### Task item
If a line below includes the string "println", copy it.
Source material: Begin
//! Clock Bring-up
//!
//! The radio needs the high-frequency crystal running before it can be
//! touched. The clock manager starts it asynchronously; this module waits
//! for the result by spinning on the notification, because it runs before
//! the executor and interrupt-driven wakers are available.

use core::fmt;

/// Result of polling a clock request
#[derive(Clone, Copy, Debug, PartialEq, Eq)]
pub enum ClockPoll {
    /// Notification not delivered yet (request not yet registered or
    /// clock still starting)
    Pending,
    /// Notification delivered with a result code (0 = running)
    Ready(i32),
}

#[cfg(feature = "embedded")]
impl defmt::Format for ClockPoll {
    fn format(&self, f: defmt::Formatter) {
        match self {
            Self::Pending => defmt::write!(f, "Pending"),
            Self::Ready(code) => defmt::write!(f, "Ready({})", code),
        }
    }
}

/// Clock bring-up error
#[derive(Clone, Copy, Debug, PartialEq, Eq)]
pub enum ClockError {
    /// The clock manager could not be obtained
    ManagerUnavailable,
    /// The clock manager rejected the start request
    RequestRejected(i32),
    /// The clock reported a nonzero result
    StartFailed(i32),
}

impl ClockError {
    /// Errno-style code for this error
    #[must_use]
    pub const fn code(self) -> i32 {
        match self {
            // ENXIO
            Self::ManagerUnavailable => -6,
            Self::RequestRejected(code) | Self::StartFailed(code) => code,
        }
    }
}

impl fmt::Display for ClockError {
    fn fmt(&self, f: &mut fmt::Formatter<'_>) -> fmt::Result {
        match self {
            Self::ManagerUnavailable => write!(f, "unable to get the clock manager"),
            Self::RequestRejected(code) => write!(f, "clock request failed: {code}"),
            Self::StartFailed(code) => write!(f, "clock could not be started: {code}"),
        }
    }
}

#[cfg(feature = "std")]
impl std::error::Error for ClockError {}

#[cfg(feature = "embedded")]
impl defmt::Format for ClockError {
    fn format(&self, f: defmt::Formatter) {
        match self {
            Self::ManagerUnavailable => defmt::write!(f, "ManagerUnavailable"),
            Self::RequestRejected(code) => defmt::write!(f, "RequestRejected({})", code),
            Self::StartFailed(code) => defmt::write!(f, "StartFailed({})", code),
        }
    }
}

/// External clock manager
pub trait ClockManager {
    /// Handle for one outstanding request
    type Handle;

    /// Issue an asynchronous request to start the HF clock
    ///
    /// # Errors
    ///
    /// Returns [`ClockError::ManagerUnavailable`] if there is no manager,
    /// or [`ClockError::RequestRejected`] if the request is refused.
    fn request(&mut self) -> Result<Self::Handle, ClockError>;

    /// Fetch the notification for `handle` without blocking
    fn poll(&mut self, handle: &mut Self::Handle) -> ClockPoll;

    /// Board-specific work once the clock is confirmed running
    fn post_start(&mut self) {}
}

impl<T: ClockManager + ?Sized> ClockManager for &mut T {
    type Handle = T::Handle;

    fn request(&mut self) -> Result<Self::Handle, ClockError> {
        (**self).request()
    }

    fn poll(&mut self, handle: &mut Self::Handle) -> ClockPoll {
        (**self).poll(handle)
    }

    fn post_start(&mut self) {
        (**self).post_start();
    }
}

/// Start the HF clock and spin until it is confirmed running
///
/// Nothing else may touch the radio until this returns `Ok`.
///
/// # Errors
///
/// Any error is fatal for startup: the caller must not go on to radio or
/// timer setup.
pub fn bring_up_clock<C: ClockManager>(clock: &mut C) -> Result<(), ClockError> {
    let mut handle = clock.request().inspect_err(|err| match err {
        ClockError::ManagerUnavailable => error!("Unable to get the Clock manager"),
        _ => error!("Clock request failed: {}", err.code()),
    })?;

    loop {
        match clock.poll(&mut handle) {
            ClockPoll::Pending => core::hint::spin_loop(),
            ClockPoll::Ready(0) => break,
            ClockPoll::Ready(code) => {
                error!("Clock could not be started: {}", code);
                return Err(ClockError::StartFailed(code));
            }
        }
    }

    clock.post_start();
    debug!("HF clock started");
    Ok(())
}
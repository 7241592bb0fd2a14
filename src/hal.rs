//! Hardware Abstraction Layer
//!
//! nRF52840 implementations of the collaborator traits: HF clock
//! manager, ESB radio, status LEDs and the sample timer.

pub mod clock;
pub mod esb;
pub mod gpio;
pub mod timer;
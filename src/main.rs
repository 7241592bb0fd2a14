//! ESB Transmitter Main Application
//!
//! Entry point for the nRF52840 telemetry transmitter.
//! Brings up the HF clock and radio, then spawns the sample task.
//! Build with: cargo build --release --target thumbv7em-none-eabihf --no-default-features --features embedded

#![no_std]
#![no_main]

use embassy_executor::Spawner;
use embassy_nrf::bind_interrupts;
use embassy_nrf::interrupt::Priority;
use static_cell::StaticCell;
use {defmt_rtt as _, panic_probe as _};

use esb_ptx::hal::clock::HfClock;
use esb_ptx::hal::esb::{self, EsbRadio};
use esb_ptx::hal::gpio::{dk_leds, DkLeds};
use esb_ptx::hal::timer::SampleClock;
use esb_ptx::prelude::*;
use esb_ptx::radio::event::{CompletionHandler, RadioEvent};
use esb_ptx::radio::state::LinkState;
use esb_ptx::radio::transmit::Transmitter;
use esb_ptx::startup;

bind_interrupts!(struct Irqs {
    RADIO => esb::InterruptHandler;
});

/// Transmit slot shared by the sample task and the radio interrupt
static LINK: LinkState = LinkState::new();

/// Completion callback state
static COMPLETION: CompletionHandler<'static> = CompletionHandler::new(&LINK);

/// Radio driver; the packet buffer must stay put while on air
static RADIO: StaticCell<EsbRadio> = StaticCell::new();

/// Registered with the radio; runs in the RADIO interrupt
fn on_radio_event(event: RadioEvent) {
    COMPLETION.on_event(event);
}

/// Main entry point
#[embassy_executor::main]
async fn main(spawner: Spawner) {
    info!("ESB PTX firmware v{}", env!("CARGO_PKG_VERSION"));

    let mut config = embassy_nrf::config::Config::default();
    config.time_interrupt_priority = Priority::P2;
    let p = embassy_nrf::init(config);

    let leds = dk_leds(p.P0_13, p.P0_14, p.P0_15, p.P0_16);
    let radio = RADIO.init(EsbRadio::new(p.RADIO, Irqs));

    let mut clock = HfClock::new();
    let radio_config = default_radio_config().with_event_handler(on_radio_event);
    if let Err(err) = startup::bring_up(&mut clock, radio, &radio_config, &default_addressing()) {
        // Nothing is armed; the radio stays off.
        error!("Startup failed: {}", err);
        return;
    }

    info!("Sending samples every {}us", SAMPLE_PERIOD_US);
    spawner.must_spawn(sample_task(radio, leds));

    loop {
        Timer::after(Duration::from_secs(10)).await;
        info!(
            "Radio events: ok={} failed={} rx={}",
            COMPLETION.counts().tx_success(),
            COMPLETION.counts().tx_failed(),
            COMPLETION.counts().rx_received()
        );
    }
}

/// Sample task - one transmitter tick per sample period
#[embassy_executor::task]
async fn sample_task(radio: &'static mut EsbRadio, mut leds: DkLeds) {
    let mut transmitter: Transmitter<'static> = Transmitter::new(&LINK);
    let mut clock = SampleClock::sample_rate();
    info!("Sample clock: {}", clock);

    loop {
        clock.tick().await;
        transmitter.on_tick(radio, &mut leds);

        let stats = transmitter.stats();
        if stats.ticks() % STATS_LOG_TICKS == 0 {
            info!("{}", stats);
        }
    }
}
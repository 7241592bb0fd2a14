//! Build script for the ESB transmitter firmware
//!
//! Handles:
//! - Memory layout configuration (nRF52840)

fn main() {
    // Tell Cargo to re-run this if the linker script changes
    println!("cargo:rerun-if-changed=memory.x");
    println!("cargo:rerun-if-changed=build.rs");

    // Link memory.x from project directory
    println!("cargo:rustc-link-search={}", std::env::var("CARGO_MANIFEST_DIR").unwrap());
}
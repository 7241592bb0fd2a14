//! Link State
//!
//! The transmit slot: a single flag that is `true` while no transmission
//! is in flight. The periodic transmitter takes it, the radio completion
//! handler gives it back. The two run in different interrupt contexts, so
//! the flag is an atomic.

use core::sync::atomic::{AtomicBool, Ordering};

/// Single-outstanding-transmission token
#[derive(Debug)]
pub struct LinkState {
    available: AtomicBool,
}

impl LinkState {
    /// Create a link state with the slot available
    #[must_use]
    pub const fn new() -> Self {
        Self {
            available: AtomicBool::new(true),
        }
    }

    /// Take the slot if it is free
    ///
    /// Returns `true` if the caller now owns the slot. Between a successful
    /// acquire and the next [`release`](Self::release), every other acquire
    /// fails.
    pub fn try_acquire(&self) -> bool {
        self.available
            .compare_exchange(true, false, Ordering::AcqRel, Ordering::Acquire)
            .is_ok()
    }

    /// Make the slot available again
    ///
    /// Unconditional: releasing a free slot is a no-op.
    pub fn release(&self) {
        self.available.store(true, Ordering::Release);
    }

    /// Check whether the slot is currently free
    #[must_use]
    pub fn is_available(&self) -> bool {
        self.available.load(Ordering::Acquire)
    }
}

impl Default for LinkState {
    fn default() -> Self {
        Self::new()
    }
}

#[cfg(feature = "embedded")]
impl defmt::Format for LinkState {
    fn format(&self, f: defmt::Formatter) {
        if self.is_available() {
            defmt::write!(f, "READY");
        } else {
            defmt::write!(f, "BUSY");
        }
    }
}
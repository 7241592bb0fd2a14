//! Radio Control Logic
//!
//! The radio protocol engine itself (framing, acknowledgement, address
//! matching) lives behind [`RadioLink`]. This module holds the logic that
//! sits on top of it: the transmit slot, the completion handler and the
//! periodic transmitter.

pub mod config;
pub mod event;
pub mod state;
pub mod transmit;

use core::fmt;

use crate::types::Payload;
use config::{Addressing, RadioConfig};

/// Radio layer error
#[derive(Clone, Copy, Debug, PartialEq, Eq)]
pub enum RadioError {
    /// Configuration rejected by the radio layer
    InvalidConfig,
    /// Address or prefix rejected by the radio layer
    InvalidAddress,
    /// Radio not initialized, or TX queue full
    Busy,
    /// Payload longer than the radio accepts
    PayloadTooLong,
    /// Driver-specific error code
    Hardware(i32),
}

impl fmt::Display for RadioError {
    fn fmt(&self, f: &mut fmt::Formatter<'_>) -> fmt::Result {
        match self {
            Self::InvalidConfig => write!(f, "invalid radio configuration"),
            Self::InvalidAddress => write!(f, "invalid radio address"),
            Self::Busy => write!(f, "radio busy"),
            Self::PayloadTooLong => write!(f, "payload too long"),
            Self::Hardware(code) => write!(f, "radio error {code}"),
        }
    }
}

#[cfg(feature = "std")]
impl std::error::Error for RadioError {}

#[cfg(feature = "embedded")]
impl defmt::Format for RadioError {
    fn format(&self, f: defmt::Formatter) {
        match self {
            Self::InvalidConfig => defmt::write!(f, "InvalidConfig"),
            Self::InvalidAddress => defmt::write!(f, "InvalidAddress"),
            Self::Busy => defmt::write!(f, "Busy"),
            Self::PayloadTooLong => defmt::write!(f, "PayloadTooLong"),
            Self::Hardware(code) => defmt::write!(f, "Hardware({})", code),
        }
    }
}

/// Radio protocol engine
///
/// All calls are made from thread or timer context. Completion events are
/// delivered separately, through the handler registered in
/// [`RadioConfig::event_handler`].
pub trait RadioLink {
    /// Configure the radio and register the completion callback
    ///
    /// # Errors
    ///
    /// Returns an error if the configuration is rejected.
    fn initialize(&mut self, config: &RadioConfig) -> Result<(), RadioError>;

    /// Set base addresses, prefixes and RF channel
    ///
    /// # Errors
    ///
    /// Returns an error if the addressing is rejected.
    fn set_addressing(&mut self, addressing: &Addressing) -> Result<(), RadioError>;

    /// Queue a payload for transmission
    ///
    /// The payload is only borrowed for the duration of the call. On-air
    /// completion is reported later through the completion callback.
    ///
    /// # Errors
    ///
    /// Returns an error if the payload could not be queued.
    fn write(&mut self, payload: &Payload) -> Result<(), RadioError>;

    /// Drop anything still queued for transmission
    fn flush(&mut self);
}

impl<T: RadioLink + ?Sized> RadioLink for &mut T {
    fn initialize(&mut self, config: &RadioConfig) -> Result<(), RadioError> {
        (**self).initialize(config)
    }

    fn set_addressing(&mut self, addressing: &Addressing) -> Result<(), RadioError> {
        (**self).set_addressing(addressing)
    }

    fn write(&mut self, payload: &Payload) -> Result<(), RadioError> {
        (**self).write(payload)
    }

    fn flush(&mut self) {
        (**self).flush();
    }
}
//! ICY (Shoutcast/Icecast in-band metadata) helpers.
//!
//! A stream served with `icy-metaint: N` interleaves `N` audio bytes, one
//! length byte `L`, then `L * 16` bytes of metadata text such as
//! `StreamTitle='Artist - Title';`.

/// Largest metadata block the protocol can express (255 * 16).
pub const MAX_META_LEN: usize = 255 * 16;

/// Split `"Artist - Title"` on the first `" - "`.
///
/// Returns `(title, artist)`; without a delimiter the whole string is the
/// title and there is no artist.
pub fn parse_icy(icy: &str) -> (Option<String>, Option<String>) {
    let s = icy.trim();
    if let Some(pos) = s.find(" - ") {
        let artist = s[..pos].trim().to_string();
        let title = s[pos + 3..].trim().to_string();
        (
            Some(title).filter(|t| !t.is_empty()),
            Some(artist).filter(|a| !a.is_empty()),
        )
    } else {
        (Some(s.to_string()).filter(|t| !t.is_empty()), None)
    }
}

/// Extract `StreamTitle` from a raw metadata block (NUL padded).
pub fn parse_stream_title(meta: &[u8]) -> Option<String> {
    let text = String::from_utf8_lossy(meta)
        .trim_matches(char::from(0))
        .trim()
        .to_string();
    if text.is_empty() {
        return None;
    }

    for (open, close) in [("StreamTitle='", "';"), ("StreamTitle=\"", "\";")] {
        if let Some(start) = text.find(open) {
            let rest = &text[start + open.len()..];
            // A trailing block may lack the `;`
            let end = rest.find(close).or_else(|| rest.rfind(&close[..1]));
            if let Some(end) = end {
                let title = rest[..end].trim();
                return (!title.is_empty()).then(|| title.to_string());
            }
        }
    }

    None
}

#[derive(Debug, Clone, Copy, PartialEq)]
enum Phase {
    Audio { remaining: usize },
    Length,
    Meta { remaining: usize },
}

/// Incremental splitter for an ICY byte stream.  Feed it chunks as they
/// arrive; it hands back every complete metadata block.
#[derive(Debug)]
pub struct IcyDemuxer {
    metaint: usize,
    phase: Phase,
    meta: Vec<u8>,
    audio_bytes: usize,
    consumed: usize,
}

impl IcyDemuxer {
    pub fn new(metaint: usize) -> Self {
        Self {
            metaint,
            phase: Phase::Audio { remaining: metaint },
            meta: Vec::new(),
            audio_bytes: 0,
            consumed: 0,
        }
    }

    /// Byte offset by which the first metadata slot has been read in full,
    /// whatever its length.
    pub fn first_block_limit(&self) -> usize {
        self.metaint + 1 + MAX_META_LEN
    }

    /// True once the first slot has gone by without a non-empty block.
    pub fn past_first_block(&self) -> bool {
        self.consumed >= self.first_block_limit()
    }

    /// Audio bytes skipped so far.
    pub fn audio_bytes(&self) -> usize {
        self.audio_bytes
    }

    pub fn push(&mut self, mut chunk: &[u8]) -> Vec<Vec<u8>> {
        self.consumed += chunk.len();
        let mut blocks = Vec::new();
        while !chunk.is_empty() {
            match self.phase {
                Phase::Audio { remaining } => {
                    let take = remaining.min(chunk.len());
                    self.audio_bytes += take;
                    chunk = &chunk[take..];
                    self.phase = if take == remaining {
                        Phase::Length
                    } else {
                        Phase::Audio {
                            remaining: remaining - take,
                        }
                    };
                }
                Phase::Length => {
                    let len = chunk[0] as usize * 16;
                    chunk = &chunk[1..];
                    self.phase = if len == 0 {
                        Phase::Audio {
                            remaining: self.metaint,
                        }
                    } else {
                        self.meta.clear();
                        self.meta.reserve(len.min(MAX_META_LEN));
                        Phase::Meta { remaining: len }
                    };
                }
                Phase::Meta { remaining } => {
                    let take = remaining.min(chunk.len());
                    self.meta.extend_from_slice(&chunk[..take]);
                    chunk = &chunk[take..];
                    if take == remaining {
                        blocks.push(std::mem::take(&mut self.meta));
                        self.phase = Phase::Audio {
                            remaining: self.metaint,
                        };
                    } else {
                        self.phase = Phase::Meta {
                            remaining: remaining - take,
                        };
                    }
                }
            }
        }
        blocks
    }
}
/// Length-prefixed JSON broadcast socket for presentational clients.
///
/// On connect a client gets `Hello` (protocol version + full snapshot), then a
/// `State` frame after every change, a `Log` frame for every WARN/ERROR and an
/// `Error` frame when a command could not be carried out.
/// Clients send `Command` frames; each one is acknowledged with a `State`.
use crate::core::DaemonEvent;
use crate::BroadcastMessage;
use std::sync::atomic::{AtomicUsize, Ordering};
use std::sync::Arc;
use tokio::io::{AsyncReadExt, AsyncWriteExt};
use tokio::net::{TcpListener, TcpStream};
use tokio::sync::{broadcast, mpsc};
use tracing::{debug, error, info, warn};
use zigomar_proto::protocol::{Broadcast, Message, PROTOCOL_VERSION};
use zigomar_proto::state::StateManager;

pub fn start_server(
    bind_address: String,
    port: u16,
    state_manager: Arc<StateManager>,
    event_tx: mpsc::Sender<DaemonEvent>,
    broadcast_tx: broadcast::Sender<BroadcastMessage>,
) -> tokio::task::JoinHandle<()> {
    tokio::spawn(async move {
        let addr = format!("{}:{}", bind_address, port);
        let listener = match TcpListener::bind(&addr).await {
            Ok(l) => l,
            Err(e) => {
                error!("Failed to bind TCP socket {}: {}", addr, e);
                return;
            }
        };
        info!("TCP server listening at {}", addr);
        serve(listener, state_manager, event_tx, broadcast_tx).await;
    })
}

async fn serve(
    listener: TcpListener,
    state_manager: Arc<StateManager>,
    event_tx: mpsc::Sender<DaemonEvent>,
    broadcast_tx: broadcast::Sender<BroadcastMessage>,
) {
    let connected = Arc::new(AtomicUsize::new(0));
    let mut client_id = 0usize;

    loop {
        match listener.accept().await {
            Ok((stream, peer)) => {
                client_id += 1;
                let id = client_id;
                let count = connected.fetch_add(1, Ordering::SeqCst) + 1;
                info!("Client {} connected from {} ({} connected)", id, peer, count);

                let sm = state_manager.clone();
                let evt_tx = event_tx.clone();
                let bcast_rx = broadcast_tx.subscribe();
                let connected = connected.clone();

                tokio::spawn(async move {
                    handle_client(stream, sm, id, evt_tx, bcast_rx).await;
                    let count = connected.fetch_sub(1, Ordering::SeqCst) - 1;
                    info!("Client {} disconnected ({} connected)", id, count);
                });
            }
            Err(e) => {
                error!("Failed to accept connection: {}", e);
            }
        }
    }
}

async fn handle_client(
    stream: TcpStream,
    state_manager: Arc<StateManager>,
    client_id: usize,
    event_tx: mpsc::Sender<DaemonEvent>,
    mut broadcast_rx: broadcast::Receiver<BroadcastMessage>,
) {
    let (mut read_half, mut write_half) = stream.into_split();
    let mut tmp = [0u8; 4096];
    let mut read_buf: Vec<u8> = Vec::new();

    if let Ok(encoded) = encode_hello(&state_manager).await {
        if write_half.write_all(&encoded).await.is_err() {
            return;
        }
    }

    loop {
        tokio::select! {
            result = read_half.read(&mut tmp) => {
                match result {
                    Ok(0) => {
                        debug!("Client {} closed connection", client_id);
                        break;
                    }
                    Ok(n) => {
                        read_buf.extend_from_slice(&tmp[..n]);

                        while read_buf.len() >= 4 {
                            match Message::decode(&read_buf) {
                                Ok((Message::Command(cmd), consumed)) => {
                                    read_buf.drain(..consumed);
                                    info!("Client {} sent command: {:?}", client_id, cmd);

                                    if event_tx.send(DaemonEvent::ClientCommand(cmd)).await.is_err() {
                                        warn!("DaemonEvent channel closed");
                                        return;
                                    }
                                    if let Ok(encoded) = encode_state(&state_manager).await {
                                        if write_half.write_all(&encoded).await.is_err() {
                                            return;
                                        }
                                    }
                                }
                                Ok((_, consumed)) => {
                                    read_buf.drain(..consumed);
                                }
                                // Incomplete frame
                                Err(_) => break,
                            }
                        }
                    }
                    Err(e) => {
                        error!("Read error from client {}: {}", client_id, e);
                        break;
                    }
                }
            }

            msg = broadcast_rx.recv() => {
                let frame = match msg {
                    Ok(BroadcastMessage::StateUpdated) => encode_state(&state_manager).await,
                    Ok(BroadcastMessage::Log(message)) => {
                        Message::Broadcast(Broadcast::Log { message }).encode()
                    }
                    Ok(BroadcastMessage::Error(message)) => {
                        Message::Broadcast(Broadcast::Error { message }).encode()
                    }
                    Err(broadcast::error::RecvError::Lagged(n)) => {
                        warn!("Client {} missed {} broadcast messages", client_id, n);
                        encode_state(&state_manager).await
                    }
                    Err(_) => break,
                };
                if let Ok(encoded) = frame {
                    if write_half.write_all(&encoded).await.is_err() {
                        break;
                    }
                }
            }
        }
    }
}

async fn encode_hello(state_manager: &StateManager) -> anyhow::Result<Vec<u8>> {
    let state = state_manager.get_state().await;
    Message::Broadcast(Broadcast::Hello {
        protocol_version: PROTOCOL_VERSION,
        daemon_rev: state.rev,
        state,
    })
    .encode()
}

async fn encode_state(state_manager: &StateManager) -> anyhow::Result<Vec<u8>> {
    let state = state_manager.get_state().await;
    Message::Broadcast(Broadcast::State { data: state }).encode()
}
Source material: End
### Your response
    println!("cargo:rerun-if-changed=memory.x");
    println!("cargo:rerun-if-changed=build.rs");
    println!("cargo:rustc-link-search={}", std::env::var("CARGO_MANIFEST_DIR").unwrap());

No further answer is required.